Although our patient has a tetrasomy for the 15q11.2q13.3 region, only a few mild phenotypic features associated with duplication or triplication of 15q11.13 are present in our patient, including delayed development, speech delay, hyperactivity, and downslanted palpebral fissures. The mild phenotype may be due to the mosaicism. We were unable to determine the parental origin of the ring 15.

The copy number gain of the 5q35.3 region in our patient contains 8 OMIM genes (ADAMTS2, RUFY1, HNRNPH1, CANX, MAML1, LTC4S, MGAT4B, and SQSTM1). Segmental trisomy or tetrasomy for 5q35.2q35.3 is rare.

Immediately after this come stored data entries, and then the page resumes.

//! Domain Manager: the scope stack.
//!
//! Two parallel stacks are pushed/popped together: a *record set* (declared
//! names, for hoisting and redeclaration checks) and a *domain* (name to
//! value bindings). Front of each deque is innermost; the back-most domain
//! is global and is never popped.

use std::cell::RefCell;
use std::collections::HashSet;
use std::rc::Rc;

use crate::error::{CsError, LookupScope};
use crate::value::Value;

/// A mapping from identifier to value, shared by reference ("Domain").
/// Backs scopes, struct instances, namespaces, and extensions alike.
pub type Domain = Rc<RefCell<ahash::AHashMap<String, Value>>>;

pub fn new_domain() -> Domain {
    Rc::new(RefCell::new(ahash::AHashMap::new()))
}

/// Sentinel marking a record set as a struct-definition region (scope
/// stack invariants, `mark_set_as_struct`).
pub const STRUCT_DEFINITION_MARKER: &str = "__PRAGMA_CS_STRUCT_DEFINITION__";

struct RecordSet {
    names: HashSet<String>,
}

impl RecordSet {
    fn new() -> Self {
        Self { names: HashSet::new() }
    }

    fn is_struct_definition(&self) -> bool {
        self.names.contains(STRUCT_DEFINITION_MARKER)
    }
}

/// The scope stack: innermost at the front of each deque.
pub struct DomainManager {
    sets: Vec<RecordSet>,
    domains: Vec<Domain>,
}

impl DomainManager {
    pub fn new() -> Self {
        Self { sets: vec![RecordSet::new()], domains: vec![new_domain()] }
    }

    pub fn global_domain(&self) -> &Domain {
        self.domains.last().expect("global domain is never popped")
    }

    pub fn current_domain(&self) -> &Domain {
        self.domains.first().expect("domain stack is never empty")
    }

    pub fn depth(&self) -> usize {
        self.domains.len()
    }

    pub fn add_set(&mut self) {
        self.sets.insert(0, RecordSet::new());
    }

    pub fn remove_set(&mut self) {
        self.sets.remove(0);
    }

    pub fn add_domain(&mut self) {
        self.domains.insert(0, new_domain());
    }

    pub fn add_domain_with(&mut self, domain: Domain) {
        self.domains.insert(0, domain);
    }

    pub fn remove_domain(&mut self) {
        assert!(self.domains.len() > 1, "the global domain must never be popped");
        self.domains.remove(0);
    }

    /// Declares `name` in the innermost record set; `Redefinition` if already present.
    pub fn add_record(&mut self, name: &str) -> Result<(), CsError> {
        let set = self.sets.first_mut().expect("record-set stack is never empty");
        if !set.names.insert(name.to_string()) {
            return Err(CsError::redefinition(name));
        }
        Ok(())
    }

    pub fn mark_set_as_struct(&mut self) {
        self.sets.first_mut().expect("record-set stack is never empty").names.insert(STRUCT_DEFINITION_MARKER.to_string());
    }

    pub fn current_set_is_struct_definition(&self) -> bool {
        self.sets.first().is_some_and(RecordSet::is_struct_definition)
    }

    pub fn add_var(&mut self, name: &str, value: Value) -> Result<(), CsError> {
        let domain = self.current_domain();
        if domain.borrow().contains_key(name) {
            return Err(CsError::already_bound(name));
        }
        domain.borrow_mut().insert(name.to_string(), value);
        Ok(())
    }

    pub fn add_var_global(&mut self, name: &str, value: Value) -> Result<(), CsError> {
        let domain = self.global_domain();
        if domain.borrow().contains_key(name) {
            return Err(CsError::already_bound(name));
        }
        domain.borrow_mut().insert(name.to_string(), value);
        Ok(())
    }

    /// Unconditional bind-or-overwrite; used by assignment to an
    /// already-declared local where `add_var`'s uniqueness check would fire.
    pub fn set_var_current(&mut self, name: &str, value: Value) {
        self.current_domain().borrow_mut().insert(name.to_string(), value);
    }

    /// Assignment target resolution (`=`): overwrite the first binding
    /// found walking innermost-to-global; `Undefined` if never declared.
    pub fn set_var_current_or_outer(&mut self, name: &str, value: Value) -> Result<(), CsError> {
        for domain in &self.domains {
            if domain.borrow().contains_key(name) {
                domain.borrow_mut().insert(name.to_string(), value);
                return Ok(());
            }
        }
        Err(CsError::undefined(name, LookupScope::Any))
    }

    pub fn var_exist(&self, name: &str) -> bool {
        self.domains.iter().any(|d| d.borrow().contains_key(name))
    }

    pub fn var_exist_current(&self, name: &str) -> bool {
        self.current_domain().borrow().contains_key(name)
    }

    pub fn var_exist_global(&self, name: &str) -> bool {
        self.global_domain().borrow().contains_key(name)
    }

    pub fn get_var(&self, name: &str) -> Result<Value, CsError> {
        for domain in &self.domains {
            if let Some(v) = domain.borrow().get(name) {
                return Ok(v.clone());
            }
        }
        Err(CsError::undefined(name, LookupScope::Any))
    }

    pub fn get_var_current(&self, name: &str) -> Result<Value, CsError> {
        self.current_domain()
            .borrow()
            .get(name)
            .cloned()
            .ok_or_else(|| CsError::undefined(name, LookupScope::Current))
    }

    pub fn get_var_global(&self, name: &str) -> Result<Value, CsError> {
        self.global_domain()
            .borrow()
            .get(name)
            .cloned()
            .ok_or_else(|| CsError::undefined(name, LookupScope::Global))
    }

    /// Merges `other`'s bindings into the innermost domain, failing per-name
    /// on collision (`involve_domain`).
    pub fn involve_domain(&mut self, other: &Domain) -> Result<(), CsError> {
        let incoming: Vec<(String, Value)> = other.borrow().iter().map(|(k, v)| (k.clone(), v.clone())).collect();
        for (name, value) in incoming {
            self.add_var(&name, value)?;
        }
        Ok(())
    }

    /// Declares a record and binds it in one step, as `var x = e` does.
    pub fn declare_and_bind(&mut self, name: &str, value: Value) -> Result<(), CsError> {
        self.add_record(name)?;
        self.add_var(name, value)
    }

    /// Replaces the entire live scope stack with `[locals, context, global]`
    /// for the duration of a function call, so the callee sees only its own
    /// captured context and the global domain - never the caller's locals
    /// ("Function": "a captured context reference enabling recursion and
    /// closure over enclosing declarations"). Pair with [`Self::restore_from_call`].
    pub fn swap_for_call(&mut self, context: Domain) -> SavedFrame {
        let global = self.global_domain().clone();
        let saved_domains = std::mem::replace(&mut self.domains, vec![new_domain(), context, global]);
        let saved_sets = std::mem::replace(&mut self.sets, vec![RecordSet::new()]);
        SavedFrame { domains: saved_domains, sets: saved_sets }
    }

    pub fn restore_from_call(&mut self, saved: SavedFrame) {
        self.domains = saved.domains;
        self.sets = saved.sets;
    }
}

/// Opaque snapshot of the scope stack saved across a function call by
/// [`DomainManager::swap_for_call`].
pub struct SavedFrame {
    domains: Vec<Domain>,
    sets: Vec<RecordSet>,
}

impl Default for DomainManager {
    fn default() -> Self {
        Self::new()
    }
}

/// RAII guard pushing a (record-set, domain) pair and popping both on drop,
/// so scope exit happens along every path including a thrown error.
pub struct ScopeGuard<'a> {
    manager: &'a RefCell<DomainManager>,
    pushed_domain: bool,
}

impl<'a> ScopeGuard<'a> {
    pub fn enter(manager: &'a RefCell<DomainManager>) -> Self {
        manager.borrow_mut().add_set();
        manager.borrow_mut().add_domain();
        Self { manager, pushed_domain: true }
    }

    /// Enters a scope that reuses an existing domain (e.g. a struct's own
    /// domain while running its definition statements) instead of a fresh one.
    pub fn enter_with_domain(manager: &'a RefCell<DomainManager>, domain: Domain) -> Self {
        manager.borrow_mut().add_set();
        manager.borrow_mut().add_domain_with(domain);
        Self { manager, pushed_domain: true }
    }
}

impl Drop for ScopeGuard<'_> {
    fn drop(&mut self) {
        if self.pushed_domain {
            self.manager.borrow_mut().remove_set();
            self.manager.borrow_mut().remove_domain();
        }
    }
}

#[cfg(test)]
mod tests {
    use super::*;
    use std::cell::RefCell as StdRefCell;

    #[test]
    fn redeclaration_in_same_scope_fails() {
        let mut dm = DomainManager::new();
        dm.add_record("x").unwrap();
        assert!(matches!(dm.add_record("x"), Err(CsError::Redefinition(_))));
    }

    #[test]
    fn shadowing_and_scope_pop_restores_outer_binding() {
        let manager = StdRefCell::new(DomainManager::new());
        manager.borrow_mut().add_var("x", Value::int(1)).unwrap();
        {
            let _guard = ScopeGuard::enter(&manager);
            manager.borrow_mut().add_var("x", Value::int(2)).unwrap();
            assert_eq!(manager.borrow().get_var("x").unwrap().as_int(), Some(2));
        }
        assert_eq!(manager.borrow().get_var("x").unwrap().as_int(), Some(1));
        assert_eq!(manager.borrow().depth(), 1);
    }

    #[test]
    fn global_domain_never_pops() {
        let mut dm = DomainManager::new();
        dm.add_domain();
        dm.remove_domain();
        assert_eq!(dm.depth(), 1);
    }

    #[test]
    fn undefined_lookup_reports_scope() {
        let dm = DomainManager::new();
        match dm.get_var_current("missing") {
            Err(CsError::Undefined { scope: LookupScope::Current, .. }) => {}
            other => panic!("unexpected: {other:?}"),
        }
    }
}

There are only a few cases with pure segmental trisomy for 5q35.2q35.3 reported in the literature [10, 11], and segmental tetrasomy of this region has not been reported. Patients with segmental trisomy for 5q35.2q35.3 have clinical features of developmental delay, motor retardation, speech delay, mental retardation, as well as brachydactyly, thin upper lip, and craniosynostosis [10, 11] (Table 1). Our patient has all of these clinical features. The critical genes associated with the phenotype of the 5q35.2 q35.3 duplication have not been identified.

Trisomy 18p has been reported in the literature. Most of the cases are due to unbalanced translocation [44]. Trisomy 18p as a result of SMC has only been reported in a handful of cases [16, 44, 45]. The most common phenotypic association is of minor facial anomaly and subnormal mental development [45]. The limited number of reported cases with SMC 18 may be due to the unavailability of suitable techniques in the past. The clinical application of aCGH for the identification of SMC will be very useful for identification of marker chromosomes. The 18p11.2.1 region with gain of copy number for our patient contains 15 OMIM genes (GNAL, CHMP1B, MPPE1, IMPA2, CIDEA, AFG3L2, SPIRE1, PSMG2, PTPN2, SEH1L, C18orf1, RNMT, MC5R, MC2R, and ROCK1).

Because of the simultaneous presence of three marker chromosomes, our patient has segmental tetrasomies of 5q35.3 and 15q11.2q13.3 and a segmental trisomy of 18p11.2 in a mosaic status. He has clinical features of each of the three syndromes. The mottled hypopigmentation observed on the patient’s skin may be associated with the chromosome mosaicism. However, the skin biopsy on the area with hypopigmentation was not performed. This is the first case report which characterizes the origin and gene content of three distinct SMCs derived from three different chromosomes presenting in a mosaic status in a patient with developmental delay, mental retardation, and dysmorphic features. Understanding the origin of the SMC and the gain or loss of genes in any given chromosome abnormality is an important step to predicting the phenotypic outcome of an identified abnormality. This study demonstrated that the aCGH technique in combination with FISH analysis is a powerful tool to identify the origin of SMC.